Problem requirements:
Restate each entry below word for word, without skipping any.

Given information:

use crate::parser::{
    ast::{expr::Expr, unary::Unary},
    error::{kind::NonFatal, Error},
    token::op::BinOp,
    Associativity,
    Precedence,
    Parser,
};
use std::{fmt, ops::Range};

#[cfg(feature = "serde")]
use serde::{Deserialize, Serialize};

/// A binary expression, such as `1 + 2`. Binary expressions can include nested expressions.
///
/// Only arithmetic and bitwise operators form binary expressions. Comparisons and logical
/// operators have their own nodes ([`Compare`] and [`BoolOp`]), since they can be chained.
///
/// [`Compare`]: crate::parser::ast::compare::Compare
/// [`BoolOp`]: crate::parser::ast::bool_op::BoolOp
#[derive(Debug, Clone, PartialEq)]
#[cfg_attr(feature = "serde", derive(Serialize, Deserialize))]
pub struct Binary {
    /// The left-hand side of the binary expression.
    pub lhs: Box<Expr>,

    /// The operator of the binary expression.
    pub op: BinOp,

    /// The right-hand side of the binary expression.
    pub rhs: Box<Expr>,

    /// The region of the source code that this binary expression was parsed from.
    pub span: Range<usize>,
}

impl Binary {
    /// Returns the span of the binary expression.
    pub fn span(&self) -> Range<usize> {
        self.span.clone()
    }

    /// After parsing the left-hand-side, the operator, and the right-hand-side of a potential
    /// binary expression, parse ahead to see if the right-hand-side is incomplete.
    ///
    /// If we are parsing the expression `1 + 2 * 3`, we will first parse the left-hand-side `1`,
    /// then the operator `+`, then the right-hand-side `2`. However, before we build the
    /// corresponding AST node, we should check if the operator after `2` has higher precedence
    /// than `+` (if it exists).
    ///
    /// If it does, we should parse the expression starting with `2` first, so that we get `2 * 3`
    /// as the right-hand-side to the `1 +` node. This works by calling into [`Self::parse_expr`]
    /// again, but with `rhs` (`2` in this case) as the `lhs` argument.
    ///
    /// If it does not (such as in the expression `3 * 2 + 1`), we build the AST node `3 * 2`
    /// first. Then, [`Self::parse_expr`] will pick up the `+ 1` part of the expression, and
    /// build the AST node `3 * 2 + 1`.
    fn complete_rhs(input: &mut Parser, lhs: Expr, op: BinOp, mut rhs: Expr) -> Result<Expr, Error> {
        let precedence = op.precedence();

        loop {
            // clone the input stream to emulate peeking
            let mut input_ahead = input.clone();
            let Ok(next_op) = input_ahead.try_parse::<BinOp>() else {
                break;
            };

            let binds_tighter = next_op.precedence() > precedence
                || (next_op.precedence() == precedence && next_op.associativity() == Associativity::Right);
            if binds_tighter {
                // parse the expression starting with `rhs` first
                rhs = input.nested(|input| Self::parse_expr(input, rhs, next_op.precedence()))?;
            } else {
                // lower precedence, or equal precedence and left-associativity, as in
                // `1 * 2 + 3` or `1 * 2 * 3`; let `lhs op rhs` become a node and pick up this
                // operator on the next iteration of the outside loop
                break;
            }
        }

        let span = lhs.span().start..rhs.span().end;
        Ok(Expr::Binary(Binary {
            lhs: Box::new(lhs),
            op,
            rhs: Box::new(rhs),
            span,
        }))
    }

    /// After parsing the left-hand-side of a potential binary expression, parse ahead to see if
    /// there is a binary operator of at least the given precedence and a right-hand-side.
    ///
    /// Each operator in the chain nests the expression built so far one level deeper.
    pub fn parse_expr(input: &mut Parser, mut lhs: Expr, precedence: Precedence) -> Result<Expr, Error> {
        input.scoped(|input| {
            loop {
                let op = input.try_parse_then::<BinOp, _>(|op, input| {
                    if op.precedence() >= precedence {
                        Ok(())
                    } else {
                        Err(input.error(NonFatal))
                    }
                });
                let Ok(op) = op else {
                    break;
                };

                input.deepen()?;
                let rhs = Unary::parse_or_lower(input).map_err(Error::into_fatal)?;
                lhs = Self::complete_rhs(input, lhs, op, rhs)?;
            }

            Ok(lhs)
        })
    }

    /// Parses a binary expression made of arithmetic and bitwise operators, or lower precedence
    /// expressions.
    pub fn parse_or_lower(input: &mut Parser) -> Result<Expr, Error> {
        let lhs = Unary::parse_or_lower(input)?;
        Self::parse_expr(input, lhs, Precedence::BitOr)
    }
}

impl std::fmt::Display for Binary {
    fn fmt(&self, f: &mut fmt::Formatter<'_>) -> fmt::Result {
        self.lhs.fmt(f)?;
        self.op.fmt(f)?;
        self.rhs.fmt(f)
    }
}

Output of the task:
use crate::parser::{
    ast::{expr::Expr, unary::Unary},
    error::{kind::NonFatal, Error},
    token::op::BinOp,
    Associativity,
    Precedence,
    Parser,
};
use std::{fmt, ops::Range};

#[cfg(feature = "serde")]
use serde::{Deserialize, Serialize};

/// A binary expression, such as `1 + 2`. Binary expressions can include nested expressions.
///
/// Only arithmetic and bitwise operators form binary expressions. Comparisons and logical
/// operators have their own nodes ([`Compare`] and [`BoolOp`]), since they can be chained.
///
/// [`Compare`]: crate::parser::ast::compare::Compare
/// [`BoolOp`]: crate::parser::ast::bool_op::BoolOp
#[derive(Debug, Clone, PartialEq)]
#[cfg_attr(feature = "serde", derive(Serialize, Deserialize))]
pub struct Binary {
    /// The left-hand side of the binary expression.
    pub lhs: Box<Expr>,

    /// The operator of the binary expression.
    pub op: BinOp,

    /// The right-hand side of the binary expression.
    pub rhs: Box<Expr>,

    /// The region of the source code that this binary expression was parsed from.
    pub span: Range<usize>,
}

impl Binary {
    /// Returns the span of the binary expression.
    pub fn span(&self) -> Range<usize> {
        self.span.clone()
    }

    /// After parsing the left-hand-side, the operator, and the right-hand-side of a potential
    /// binary expression, parse ahead to see if the right-hand-side is incomplete.
    ///
    /// If we are parsing the expression `1 + 2 * 3`, we will first parse the left-hand-side `1`,
    /// then the operator `+`, then the right-hand-side `2`. However, before we build the
    /// corresponding AST node, we should check if the operator after `2` has higher precedence
    /// than `+` (if it exists).
    ///
    /// If it does, we should parse the expression starting with `2` first, so that we get `2 * 3`
    /// as the right-hand-side to the `1 +` node. This works by calling into [`Self::parse_expr`]
    /// again, but with `rhs` (`2` in this case) as the `lhs` argument.
    ///
    /// If it does not (such as in the expression `3 * 2 + 1`), we build the AST node `3 * 2`
    /// first. Then, [`Self::parse_expr`] will pick up the `+ 1` part of the expression, and
    /// build the AST node `3 * 2 + 1`.
    fn complete_rhs(input: &mut Parser, lhs: Expr, op: BinOp, mut rhs: Expr) -> Result<Expr, Error> {
        let precedence = op.precedence();

        loop {
            // clone the input stream to emulate peeking
            let mut input_ahead = input.clone();
            let Ok(next_op) = input_ahead.try_parse::<BinOp>() else {
                break;
            };

            let binds_tighter = next_op.precedence() > precedence
                || (next_op.precedence() == precedence && next_op.associativity() == Associativity::Right);
            if binds_tighter {
                // parse the expression starting with `rhs` first
                rhs = input.nested(|input| Self::parse_expr(input, rhs, next_op.precedence()))?;
            } else {
                // lower precedence, or equal precedence and left-associativity, as in
                // `1 * 2 + 3` or `1 * 2 * 3`; let `lhs op rhs` become a node and pick up this
                // operator on the next iteration of the outside loop
                break;
            }
        }

        let span = lhs.span().start..rhs.span().end;
        Ok(Expr::Binary(Binary {
            lhs: Box::new(lhs),
            op,
            rhs: Box::new(rhs),
            span,
        }))
    }

    /// After parsing the left-hand-side of a potential binary expression, parse ahead to see if
    /// there is a binary operator of at least the given precedence and a right-hand-side.
    ///
    /// Each operator in the chain nests the expression built so far one level deeper.
    pub fn parse_expr(input: &mut Parser, mut lhs: Expr, precedence: Precedence) -> Result<Expr, Error> {
        input.scoped(|input| {
            loop {
                let op = input.try_parse_then::<BinOp, _>(|op, input| {
                    if op.precedence() >= precedence {
                        Ok(())
                    } else {
                        Err(input.error(NonFatal))
                    }
                });
                let Ok(op) = op else {
                    break;
                };

                input.deepen()?;
                let rhs = Unary::parse_or_lower(input).map_err(Error::into_fatal)?;
                lhs = Self::complete_rhs(input, lhs, op, rhs)?;
            }

            Ok(lhs)
        })
    }

    /// Parses a binary expression made of arithmetic and bitwise operators, or lower precedence
    /// expressions.
    pub fn parse_or_lower(input: &mut Parser) -> Result<Expr, Error> {
        let lhs = Unary::parse_or_lower(input)?;
        Self::parse_expr(input, lhs, Precedence::BitOr)
    }
}

impl std::fmt::Display for Binary {
    fn fmt(&self, f: &mut fmt::Formatter<'_>) -> fmt::Result {
        self.lhs.fmt(f)?;
        self.op.fmt(f)?;
        self.rhs.fmt(f)
    }
}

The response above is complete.